Question

During the launch from a board, a diver’s angular speed about her center of mass changes from zero to 6.20rad/sin 220ms. Her rotational inertia about her center of mass is 12.0kg.m². During the launch, what are the magnitudes of (a) her average angular acceleration and (b) the average external torque on her from the board?

Short answer

1. Average angular acceleration is, 28.2rad/s² .
2. The average external torque on the diver from the board is, $3.38\times {10}^{2}N.m$..

Step-by-step solution

Understanding the given information

1. The difference between initial and final velocity is, $\omega -{\omega }_0=6.20rad/s$.
2. The time is, $t=220ms=220\times {10}^{-3}s$.
3. The rotational inertia is, $l=12kg.m^2$.

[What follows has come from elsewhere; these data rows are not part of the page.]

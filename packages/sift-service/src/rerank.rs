pub mod grounding;
pub mod payload;
pub mod prompt;

use std::fmt;

use sift_config::LlmProviderConfig;
use sift_domain::cancel::CancelToken;

use crate::{RankingProvider, retrieval::CandidateListing, search::RankedResult};

/// Total LLM calls per ranking, including the retry.
pub const MAX_RANKING_ATTEMPTS: u32 = 2;

/// Why ranking produced no usable result. Only `Cancelled` is allowed to reach the caller as an
/// error; the other variants degrade to similarity order.
#[derive(Clone, Debug, PartialEq, Eq)]
pub enum RankingFailure {
	Cancelled,
	Misconfigured { message: String },
	Failed { message: String },
}
impl fmt::Display for RankingFailure {
	fn fmt(&self, f: &mut fmt::Formatter<'_>) -> fmt::Result {
		match self {
			Self::Cancelled => f.write_str("Ranking was cancelled."),
			Self::Misconfigured { message } => write!(f, "Ranking provider misconfigured: {message}"),
			Self::Failed { message } => write!(f, "Ranking failed: {message}"),
		}
	}
}

pub struct Reranker<'a> {
	cfg: &'a LlmProviderConfig,
	provider: &'a dyn RankingProvider,
}
impl<'a> Reranker<'a> {
	pub fn new(cfg: &'a LlmProviderConfig, provider: &'a dyn RankingProvider) -> Self {
		Self { cfg, provider }
	}

	/// Ranks `candidates` for `query`. Every returned result references a candidate.
	pub async fn rank(
		&self,
		query: &str,
		candidates: &[CandidateListing],
		cancel: &CancelToken,
	) -> Result<Vec<RankedResult>, RankingFailure> {
		let messages = prompt::build_ranking_messages(query, candidates);
		let mut last_failure = RankingFailure::Failed { message: "No attempt was made.".to_string() };

		for attempt in 1..=MAX_RANKING_ATTEMPTS {
			match self.attempt(&messages, candidates, cancel).await {
				Ok(results) => return Ok(results),
				Err(failure @ (RankingFailure::Cancelled | RankingFailure::Misconfigured { .. })) =>
					return Err(failure),
				Err(failure) => {
					tracing::warn!(attempt, error = %failure, "LLM ranking attempt failed.");

					last_failure = failure;
				},
			}
		}

		Err(last_failure)
	}

	async fn attempt(
		&self,
		messages: &[serde_json::Value],
		candidates: &[CandidateListing],
		cancel: &CancelToken,
	) -> Result<Vec<RankedResult>, RankingFailure> {
		let Some(result) = cancel.run(self.provider.complete(self.cfg, messages, cancel)).await
		else {
			return Err(RankingFailure::Cancelled);
		};
		let payload = result.map_err(|err| match err {
			sift_providers::Error::Cancelled => RankingFailure::Cancelled,
			sift_providers::Error::MissingCredentials { provider_id } =>
				RankingFailure::Misconfigured {
					message: format!("Ranking provider {provider_id} has no API key configured."),
				},
			other => RankingFailure::Failed { message: other.to_string() },
		})?;
		let items = payload::parse_ranking_payload(&payload).ok_or_else(|| RankingFailure::Failed {
			message: "Ranking payload is not an object with a results array.".to_string(),
		})?;
		let results = grounding::ground(items, candidates);

		if results.is_empty() {
			return Err(RankingFailure::Failed {
				message: "Ranking payload referenced none of the retrieved listings.".to_string(),
			});
		}

		Ok(results)
	}
}
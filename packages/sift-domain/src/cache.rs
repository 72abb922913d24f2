//! Bounded LRU cache with lazy TTL expiry, safe to share across request tasks.

use std::{
	borrow::Borrow,
	hash::Hash,
	sync::{Mutex, MutexGuard},
	time::{Duration, Instant},
};

use lru::LruCache;

#[derive(Debug, thiserror::Error)]
pub enum CacheError {
	#[error("Cache max_entries must be greater than zero.")]
	InvalidCapacity,
}

#[derive(Debug)]
struct CacheEntry<V> {
	value: V,
	expires_at: Option<Instant>,
}
impl<V> CacheEntry<V> {
	fn is_expired(&self, now: Instant) -> bool {
		self.expires_at.map(|at| now >= at).unwrap_or(false)
	}
}

/// Values are cloned out on read, so large payloads should be wrapped in `Arc`.
#[derive(Debug)]
pub struct KeyValueCache<K, V>
where
	K: Hash + Eq,
{
	max_entries: usize,
	ttl: Option<Duration>,
	entries: Mutex<LruCache<K, CacheEntry<V>>>,
}
impl<K, V> KeyValueCache<K, V>
where
	K: Hash + Eq + Clone,
	V: Clone,
{
	/// A `ttl_ms` of zero keeps entries until they are evicted.
	pub fn new(max_entries: usize, ttl_ms: u64) -> Result<Self, CacheError> {
		if max_entries == 0 {
			return Err(CacheError::InvalidCapacity);
		}

		let ttl = (ttl_ms > 0).then(|| Duration::from_millis(ttl_ms));

		Ok(Self { max_entries, ttl, entries: Mutex::new(LruCache::unbounded()) })
	}

	pub fn get<Q>(&self, key: &Q) -> Option<V>
	where
		K: Borrow<Q>,
		Q: Hash + Eq + ?Sized,
	{
		let now = Instant::now();
		let mut entries = self.lock();

		if entries.peek(key)?.is_expired(now) {
			entries.pop(key);

			return None;
		}

		entries.get(key).map(|entry| entry.value.clone())
	}

	pub fn set(&self, key: K, value: V) {
		let now = Instant::now();
		let expires_at = self.ttl.map(|ttl| now + ttl);
		let mut entries = self.lock();

		// Re-inserting must land at the most-recently-used end, so drop any stale slot first.
		entries.pop(&key);
		entries.put(key, CacheEntry { value, expires_at });

		if entries.len() <= self.max_entries {
			return;
		}

		let expired: Vec<K> = entries
			.iter()
			.filter(|(_, entry)| entry.is_expired(now))
			.map(|(key, _)| key.clone())
			.collect();

		for key in expired {
			entries.pop(&key);
		}

		while entries.len() > self.max_entries {
			if entries.pop_lru().is_none() {
				break;
			}
		}
	}

	pub fn delete<Q>(&self, key: &Q) -> bool
	where
		K: Borrow<Q>,
		Q: Hash + Eq + ?Sized,
	{
		self.lock().pop(key).is_some()
	}

	pub fn clear(&self) {
		self.lock().clear();
	}

	/// Includes entries that have expired but not yet been read or pruned.
	pub fn size(&self) -> usize {
		self.lock().len()
	}

	fn lock(&self) -> MutexGuard<'_, LruCache<K, CacheEntry<V>>> {
		self.entries.lock().unwrap_or_else(|err| err.into_inner())
	}
}
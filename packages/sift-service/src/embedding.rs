use sift_config::EmbeddingProviderConfig;
use sift_domain::cancel::CancelToken;

use crate::{EmbeddingProvider, Error, Result};

/// Turns texts into vectors of the configured dimensionality.
pub struct EmbeddingClient<'a> {
	cfg: &'a EmbeddingProviderConfig,
	provider: &'a dyn EmbeddingProvider,
}
impl<'a> EmbeddingClient<'a> {
	pub fn new(cfg: &'a EmbeddingProviderConfig, provider: &'a dyn EmbeddingProvider) -> Self {
		Self { cfg, provider }
	}

	/// Returns one vector per input, in input order. An empty batch never reaches the provider.
	pub async fn embed(&self, texts: &[String], cancel: &CancelToken) -> Result<Vec<Vec<f32>>> {
		if texts.is_empty() {
			return Ok(Vec::new());
		}

		let vectors = cancel
			.run(self.provider.embed(self.cfg, texts, cancel))
			.await
			.ok_or(Error::RequestTimeout)?
			.map_err(wrap_provider_error)?;

		if vectors.len() != texts.len() {
			return Err(Error::EmbeddingProvider {
				message: format!(
					"Embedding provider returned {} vectors for {} inputs.",
					vectors.len(),
					texts.len()
				),
			});
		}

		let expected = self.cfg.dimensions as usize;

		if let Some(vec) = vectors.iter().find(|vec| vec.len() != expected) {
			return Err(Error::EmbeddingProvider {
				message: format!(
					"Embedding dimension mismatch. Expected {expected}, got {}.",
					vec.len()
				),
			});
		}

		Ok(vectors)
	}
}

fn wrap_provider_error(err: sift_providers::Error) -> Error {
	match err {
		sift_providers::Error::Cancelled => Error::RequestTimeout,
		sift_providers::Error::MissingCredentials { provider_id } => Error::ProviderMisconfigured {
			message: format!("Embedding provider {provider_id} has no API key configured."),
		},
		other => Error::EmbeddingProvider { message: other.to_string() },
	}
}
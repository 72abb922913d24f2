pub type Result<T, E = Error> = std::result::Result<T, E>;

#[derive(Debug, thiserror::Error)]
pub enum Error {
	#[error("{0}")]
	Message(String),

	#[error(transparent)]
	Sqlx(#[from] sqlx::Error),
	#[error(transparent)]
	Storage(#[from] sift_storage::Error),
}
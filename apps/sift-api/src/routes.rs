use axum::{
	Json, Router,
	extract::{State, rejection::JsonRejection},
	http::StatusCode,
	response::{IntoResponse, Response},
	routing::{get, post},
};
use serde::Serialize;

use sift_service::{Error as ServiceError, SearchRequest, SearchResponse};

use crate::state::AppState;

const UNAVAILABLE_MESSAGE: &str = "Search is temporarily unavailable, try again.";

pub fn router(state: AppState) -> Router {
	Router::new()
		.route("/health", get(health))
		.route("/v1/search", post(search))
		.with_state(state)
}

async fn health() -> StatusCode {
	StatusCode::OK
}

async fn search(
	State(state): State<AppState>,
	payload: Result<Json<SearchRequest>, JsonRejection>,
) -> Result<Json<SearchResponse>, ApiError> {
	let Json(payload) = payload.map_err(|err| {
		ApiError::new(StatusCode::BAD_REQUEST, "invalid_request", err.body_text())
	})?;
	let response = state.service.search(payload).await?;

	Ok(Json(response))
}

#[derive(Debug, Serialize)]
struct ErrorBody {
	error_code: String,
	message: String,
}

#[derive(Debug)]
pub struct ApiError {
	status: StatusCode,
	error_code: String,
	message: String,
}
impl ApiError {
	fn new(status: StatusCode, error_code: impl Into<String>, message: impl Into<String>) -> Self {
		Self { status, error_code: error_code.into(), message: message.into() }
	}
}
impl From<ServiceError> for ApiError {
	fn from(err: ServiceError) -> Self {
		match err {
			ServiceError::InvalidRequest { message } =>
				Self::new(StatusCode::BAD_REQUEST, "invalid_request", message),
			ServiceError::RequestTimeout
			| ServiceError::EmbeddingProvider { .. }
			| ServiceError::Storage { .. } => {
				tracing::warn!(error = %err, "Search unavailable.");

				Self::new(StatusCode::SERVICE_UNAVAILABLE, "temporarily_unavailable", UNAVAILABLE_MESSAGE)
			},
			ServiceError::ProviderMisconfigured { .. } | ServiceError::CacheConfig(_) => {
				tracing::error!(error = %err, "Search failed.");

				Self::new(StatusCode::INTERNAL_SERVER_ERROR, "internal", "Internal error.")
			},
		}
	}
}
impl IntoResponse for ApiError {
	fn into_response(self) -> Response {
		let body = ErrorBody { error_code: self.error_code, message: self.message };

		(self.status, Json(body)).into_response()
	}
}
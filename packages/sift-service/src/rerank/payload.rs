use serde_json::Value;

/// One well-formed item from the ranking model, not yet checked against retrieval.
#[derive(Clone, Debug, PartialEq)]
pub struct RankedItem {
	pub id: String,
	pub rank: f64,
	pub score: f64,
	pub explanation: String,
}

/// `None` when the payload is not an object with a `results` array. Malformed items are dropped.
pub fn parse_ranking_payload(payload: &Value) -> Option<Vec<RankedItem>> {
	let results = payload.as_object()?.get("results")?.as_array()?;

	Some(results.iter().filter_map(parse_item).collect())
}

fn parse_item(item: &Value) -> Option<RankedItem> {
	let id = item.get("id")?.as_str()?;
	let rank = item.get("rank")?.as_f64().filter(|v| v.is_finite())?;
	let score = item.get("score")?.as_f64().filter(|v| v.is_finite())?;
	let explanation = item.get("explanation")?.as_str()?.trim();

	if explanation.is_empty() {
		return None;
	}

	Some(RankedItem { id: id.to_string(), rank, score, explanation: explanation.to_string() })
}
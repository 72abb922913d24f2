pub mod routes;
pub mod state;

use std::{net::SocketAddr, path::PathBuf};

use clap::Parser;
use tokio::net::TcpListener;
use tracing_subscriber::EnvFilter;

use crate::state::AppState;

#[derive(Debug, Parser)]
#[command(
	version = sift_cli::VERSION,
	rename_all = "kebab",
	styles = sift_cli::styles(),
)]
pub struct Args {
	#[arg(long, short = 'c', value_name = "FILE")]
	pub config: PathBuf,
}

pub async fn run(args: Args) -> color_eyre::Result<()> {
	let config = sift_config::load(&args.config)?;

	init_tracing(&config);

	let http_addr: SocketAddr = config.service.http_bind.parse()?;
	let state = AppState::new(config).await?;
	let app = routes::router(state);
	let listener = TcpListener::bind(http_addr).await?;

	tracing::info!(%http_addr, "HTTP server listening.");

	axum::serve(listener, app).await?;

	Ok(())
}

fn init_tracing(config: &sift_config::Config) {
	let filter =
		EnvFilter::try_new(&config.service.log_level).unwrap_or_else(|_| EnvFilter::new("info"));

	tracing_subscriber::fmt().with_env_filter(filter).init();
}
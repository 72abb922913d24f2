pub mod cache;

use std::{
	sync::{
		Arc,
		atomic::{AtomicU8, Ordering},
	},
	time::Duration,
};

use serde::{Deserialize, Serialize};

use sift_domain::{cancel::CancelToken, text};

use crate::{
	Error, Result, SiftService,
	embedding::EmbeddingClient,
	rerank::{RankingFailure, Reranker},
	retrieval::{CandidateListing, SearchFilters, VectorRetriever},
	search::cache::ResponseKeyInput,
};

/// Queries longer than this, after trimming, are rejected.
pub const MAX_QUERY_CHARS: usize = 500;

#[derive(Clone, Debug, Default, Serialize, Deserialize)]
#[serde(rename_all = "camelCase")]
pub struct SearchRequest {
	pub query: String,
	#[serde(default)]
	pub top_k: Option<u32>,
	#[serde(default)]
	pub filters: SearchFilters,
	#[serde(default)]
	pub skip_ranking: bool,
}

#[derive(Clone, Copy, Debug, PartialEq, Eq, Serialize, Deserialize)]
#[serde(rename_all = "lowercase")]
pub enum SearchPhase {
	Retrieval,
	Ranked,
}

#[derive(Clone, Debug, PartialEq, Serialize, Deserialize)]
#[serde(rename_all = "camelCase")]
pub struct RankedResult {
	pub listing: CandidateListing,
	pub rank: u32,
	pub relevance_score: f32,
	pub explanation: Option<String>,
}

#[derive(Clone, Debug, PartialEq, Serialize, Deserialize)]
#[serde(rename_all = "camelCase")]
pub struct SearchResponse {
	pub query: String,
	pub retrieval_count: u32,
	pub generation_failed: bool,
	pub phase: SearchPhase,
	pub results: Vec<RankedResult>,
}

#[derive(Clone, Copy, Debug, PartialEq, Eq)]
#[repr(u8)]
enum Stage {
	Embedding = 0,
	Retrieval = 1,
	Ranking = 2,
}
impl Stage {
	fn as_str(self) -> &'static str {
		match self {
			Self::Embedding => "embedding",
			Self::Retrieval => "retrieval",
			Self::Ranking => "ranking",
		}
	}
}

/// Last stage the pipeline entered, readable from the deadline branch.
struct StageTracker(AtomicU8);
impl StageTracker {
	fn new() -> Self {
		Self(AtomicU8::new(Stage::Embedding as u8))
	}

	fn enter(&self, stage: Stage) {
		self.0.store(stage as u8, Ordering::Relaxed);
	}

	fn current(&self) -> Stage {
		match self.0.load(Ordering::Relaxed) {
			0 => Stage::Embedding,
			1 => Stage::Retrieval,
			_ => Stage::Ranking,
		}
	}
}

impl SiftService {
	/// Runs one search under the configured deadline.
	///
	/// A deadline hit cancels every in-flight call and fails with [`Error::RequestTimeout`],
	/// whichever stage was running. Ranking failures that are not cancellations degrade to
	/// similarity order instead of failing.
	pub async fn search(&self, req: SearchRequest) -> Result<SearchResponse> {
		validate_query(&req.query)?;

		let deadline_ms = self.cfg.search.deadline_ms;
		let cancel = CancelToken::new();
		let stage = StageTracker::new();

		tokio::select! {
			biased;
			result = self.run_pipeline(&req, &cancel, &stage) => result,
			_ = tokio::time::sleep(Duration::from_millis(deadline_ms)) => {
				cancel.cancel();

				tracing::warn!(
					deadline_ms,
					stage = stage.current().as_str(),
					"Search deadline elapsed. Cancelling in-flight calls."
				);

				Err(Error::RequestTimeout)
			}
		}
	}

	async fn run_pipeline(
		&self,
		req: &SearchRequest,
		cancel: &CancelToken,
		stage: &StageTracker,
	) -> Result<SearchResponse> {
		let search_cfg = &self.cfg.search;
		let top_k = req.top_k.unwrap_or(search_cfg.default_top_k).clamp(1, search_cfg.max_top_k);
		let filters = req.filters.normalized();
		let embedding = self.query_embedding(&req.query, cancel).await?;
		let cache_key = cache::response_cache_key(&ResponseKeyInput {
			embedding: &embedding,
			filters: &filters,
			top_k,
			similarity_threshold: search_cfg.similarity_threshold,
			skip_ranking: req.skip_ranking,
			embedding_model: &self.cfg.providers.embedding.model,
			ranking_model: &self.cfg.providers.llm_ranker.model,
		});

		if let Some(cached) = self.response_cache.get(&cache_key) {
			tracing::debug!("Search response cache hit.");

			let mut response = (*cached).clone();

			response.query = req.query.clone();

			return Ok(response);
		}

		stage.enter(Stage::Retrieval);

		let candidates =
			VectorRetriever::new(self.store.as_ref(), self.cfg.storage.index.ef_search)
				.retrieve(&embedding, &filters, search_cfg.similarity_threshold, top_k, cancel)
				.await?;
		let retrieval_count = candidates.len() as u32;
		let response = if candidates.is_empty() {
			SearchResponse {
				query: req.query.clone(),
				retrieval_count,
				generation_failed: false,
				phase: SearchPhase::Ranked,
				results: Vec::new(),
			}
		} else if req.skip_ranking {
			SearchResponse {
				query: req.query.clone(),
				retrieval_count,
				generation_failed: false,
				phase: SearchPhase::Retrieval,
				results: similarity_order(&candidates),
			}
		} else {
			stage.enter(Stage::Ranking);

			let reranker =
				Reranker::new(&self.cfg.providers.llm_ranker, self.providers.ranker.as_ref());

			match reranker.rank(&req.query, &candidates, cancel).await {
				Ok(results) => SearchResponse {
					query: req.query.clone(),
					retrieval_count,
					generation_failed: false,
					phase: SearchPhase::Ranked,
					results,
				},
				Err(RankingFailure::Cancelled) => return Err(Error::RequestTimeout),
				Err(failure) => {
					if matches!(failure, RankingFailure::Misconfigured { .. }) {
						tracing::error!(error = %failure, "Ranking provider is misconfigured.");
					} else {
						tracing::warn!(error = %failure, "Falling back to similarity order.");
					}

					SearchResponse {
						query: req.query.clone(),
						retrieval_count,
						generation_failed: true,
						phase: SearchPhase::Ranked,
						results: similarity_order(&candidates),
					}
				},
			}
		};

		self.response_cache.set(cache_key, Arc::new(response.clone()));

		Ok(response)
	}

	/// Embedding for `query`, shared by every query with the same normalized text.
	async fn query_embedding(&self, query: &str, cancel: &CancelToken) -> Result<Arc<Vec<f32>>> {
		let key = text::normalize_query(query);

		if let Some(hit) = self.embedding_cache.get(&key) {
			tracing::debug!("Query embedding cache hit.");

			return Ok(hit);
		}

		let client =
			EmbeddingClient::new(&self.cfg.providers.embedding, self.providers.embedding.as_ref());
		let vectors = client.embed(&[query.to_string()], cancel).await?;
		let Some(vec) = vectors.into_iter().next() else {
			return Err(Error::EmbeddingProvider {
				message: "Embedding provider returned no vectors.".to_string(),
			});
		};
		let vec = Arc::new(vec);

		self.embedding_cache.set(key, vec.clone());

		Ok(vec)
	}
}

fn validate_query(query: &str) -> Result<()> {
	let chars = query.trim().chars().count();

	if chars == 0 {
		return Err(Error::InvalidRequest { message: "query must be non-empty.".to_string() });
	}
	if chars > MAX_QUERY_CHARS {
		return Err(Error::InvalidRequest {
			message: format!("query must be at most {MAX_QUERY_CHARS} characters."),
		});
	}

	Ok(())
}

/// Candidates by descending similarity; ties keep retrieval order.
fn similarity_order(candidates: &[CandidateListing]) -> Vec<RankedResult> {
	let mut ordered: Vec<&CandidateListing> = candidates.iter().collect();

	ordered.sort_by(|a, b| b.similarity.total_cmp(&a.similarity));

	ordered
		.into_iter()
		.enumerate()
		.map(|(idx, listing)| RankedResult {
			listing: listing.clone(),
			rank: idx as u32 + 1,
			relevance_score: listing.similarity,
			explanation: None,
		})
		.collect()
}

Concept and formula used in the given question

The diver’s angular speed about her center of masschanges from zero to some value. Her initial angular velocity and final angular velocity is given in the problem. You can find angular acceleration by using kinematic equation. Also, as the diver was diving from the board, you may consider their moment of inertia in a rotational frame. Therefore, the average external torque on her, from the board, can be calculated. The formulas required are given below.

1 Kinematic equation,
$\mathit{\omega }\mathbf{=}{\mathit{\omega }}_{\mathbf{0}}\mathbf{+}\mathit{\alpha }\mathit{t}$

2 External Torque,

$\mathit{\tau }\mathbf{=}\mathit{l}\mathit{\alpha }$

(a) Calculation for the magnitudes of her average angular acceleration

Calculating average angular acceleration by using kinematic equation,

We have,

$$\begin{gathered} \omega ={\omega }_0+\alpha t \\ \alpha =\frac{\omega -{\omega }_0}{t} \end{gathered}$$

Substitute all the value in the above equation

$\begin{array}{rcl}\alpha & =& \frac{6.20rad/s}{220\times {10}^{-3}s}\\ & =& 28.2rad/s^2\end{array}$

Hence the acceleration is, 28.2rad/s² .

(b) Calculation for the magnitudes of the average external torque on her from the board

Now calculating magnitude of torque acting onthediver’s body,

We have,

$\tau =l\alpha$

Substitute all the value in the above equation

$\begin{array}{rcl}\tau & =& 12kg.m^2\times 28.2rad/s^2\\ & =& 3.38\times {10}^{2}N.m\end{array}$

Hence the torque is, $\begin{array}{rcl}& & 3.38\times {10}^{2}N.m\end{array}$.